**Brief:** Retype, word for word, each line between the lines holding "filename crates/api/src/app/mod.rs" and "or failing doubles.", inclusive, and leave the rest of the data alone.

**Stored items:**
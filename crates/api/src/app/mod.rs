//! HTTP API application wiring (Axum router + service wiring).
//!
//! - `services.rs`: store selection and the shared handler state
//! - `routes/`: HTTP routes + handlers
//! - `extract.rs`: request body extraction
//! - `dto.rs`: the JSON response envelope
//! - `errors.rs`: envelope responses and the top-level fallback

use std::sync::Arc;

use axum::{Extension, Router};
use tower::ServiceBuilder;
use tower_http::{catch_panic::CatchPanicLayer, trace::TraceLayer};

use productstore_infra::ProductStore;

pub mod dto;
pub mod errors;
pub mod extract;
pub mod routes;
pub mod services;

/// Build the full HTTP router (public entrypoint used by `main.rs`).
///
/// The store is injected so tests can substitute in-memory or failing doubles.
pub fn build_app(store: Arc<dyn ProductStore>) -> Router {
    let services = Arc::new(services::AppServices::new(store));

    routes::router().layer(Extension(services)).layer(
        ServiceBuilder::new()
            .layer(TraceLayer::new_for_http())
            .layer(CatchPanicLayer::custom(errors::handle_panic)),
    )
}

---

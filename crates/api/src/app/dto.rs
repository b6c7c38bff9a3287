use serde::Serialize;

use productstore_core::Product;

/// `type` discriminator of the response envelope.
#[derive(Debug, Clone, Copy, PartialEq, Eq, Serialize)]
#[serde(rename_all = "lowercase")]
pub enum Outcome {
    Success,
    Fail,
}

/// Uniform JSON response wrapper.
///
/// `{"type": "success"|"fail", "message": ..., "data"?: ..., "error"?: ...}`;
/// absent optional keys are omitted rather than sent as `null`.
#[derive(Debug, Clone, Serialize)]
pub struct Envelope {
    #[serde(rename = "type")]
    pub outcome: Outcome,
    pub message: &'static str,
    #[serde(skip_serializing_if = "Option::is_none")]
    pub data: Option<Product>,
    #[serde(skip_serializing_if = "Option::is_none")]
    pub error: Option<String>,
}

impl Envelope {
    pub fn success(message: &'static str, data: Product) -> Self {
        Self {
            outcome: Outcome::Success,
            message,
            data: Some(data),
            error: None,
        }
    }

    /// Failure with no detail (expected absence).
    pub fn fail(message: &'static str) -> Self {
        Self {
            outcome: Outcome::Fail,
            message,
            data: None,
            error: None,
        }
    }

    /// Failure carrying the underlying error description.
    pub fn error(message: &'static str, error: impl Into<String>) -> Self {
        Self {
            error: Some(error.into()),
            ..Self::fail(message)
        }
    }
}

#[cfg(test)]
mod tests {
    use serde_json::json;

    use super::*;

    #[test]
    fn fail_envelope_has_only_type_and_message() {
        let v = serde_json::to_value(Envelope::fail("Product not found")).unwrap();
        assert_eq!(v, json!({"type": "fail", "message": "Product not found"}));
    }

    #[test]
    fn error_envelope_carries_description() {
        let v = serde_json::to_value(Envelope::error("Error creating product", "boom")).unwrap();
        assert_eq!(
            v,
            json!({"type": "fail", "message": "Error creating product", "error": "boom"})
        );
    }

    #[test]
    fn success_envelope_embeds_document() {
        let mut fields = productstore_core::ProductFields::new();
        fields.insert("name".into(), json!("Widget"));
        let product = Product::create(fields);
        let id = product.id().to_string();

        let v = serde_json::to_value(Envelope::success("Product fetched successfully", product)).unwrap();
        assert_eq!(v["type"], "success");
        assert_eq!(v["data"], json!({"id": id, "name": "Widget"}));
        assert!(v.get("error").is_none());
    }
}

**Output of the task:**
filename crates/api/src/app/mod.rs
//! HTTP API application wiring (Axum router + service wiring).
//!
//! - `services.rs`: store selection and the shared handler state
//! - `routes/`: HTTP routes + handlers
//! - `extract.rs`: request body extraction
//! - `dto.rs`: the JSON response envelope
//! - `errors.rs`: envelope responses and the top-level fallback

use std::sync::Arc;

use axum::{Extension, Router};
use tower::ServiceBuilder;
use tower_http::{catch_panic::CatchPanicLayer, trace::TraceLayer};

use productstore_infra::ProductStore;

pub mod dto;
pub mod errors;
pub mod extract;
pub mod routes;
pub mod services;

/// Build the full HTTP router (public entrypoint used by `main.rs`).
///
/// The store is injected so tests can substitute in-memory or failing doubles.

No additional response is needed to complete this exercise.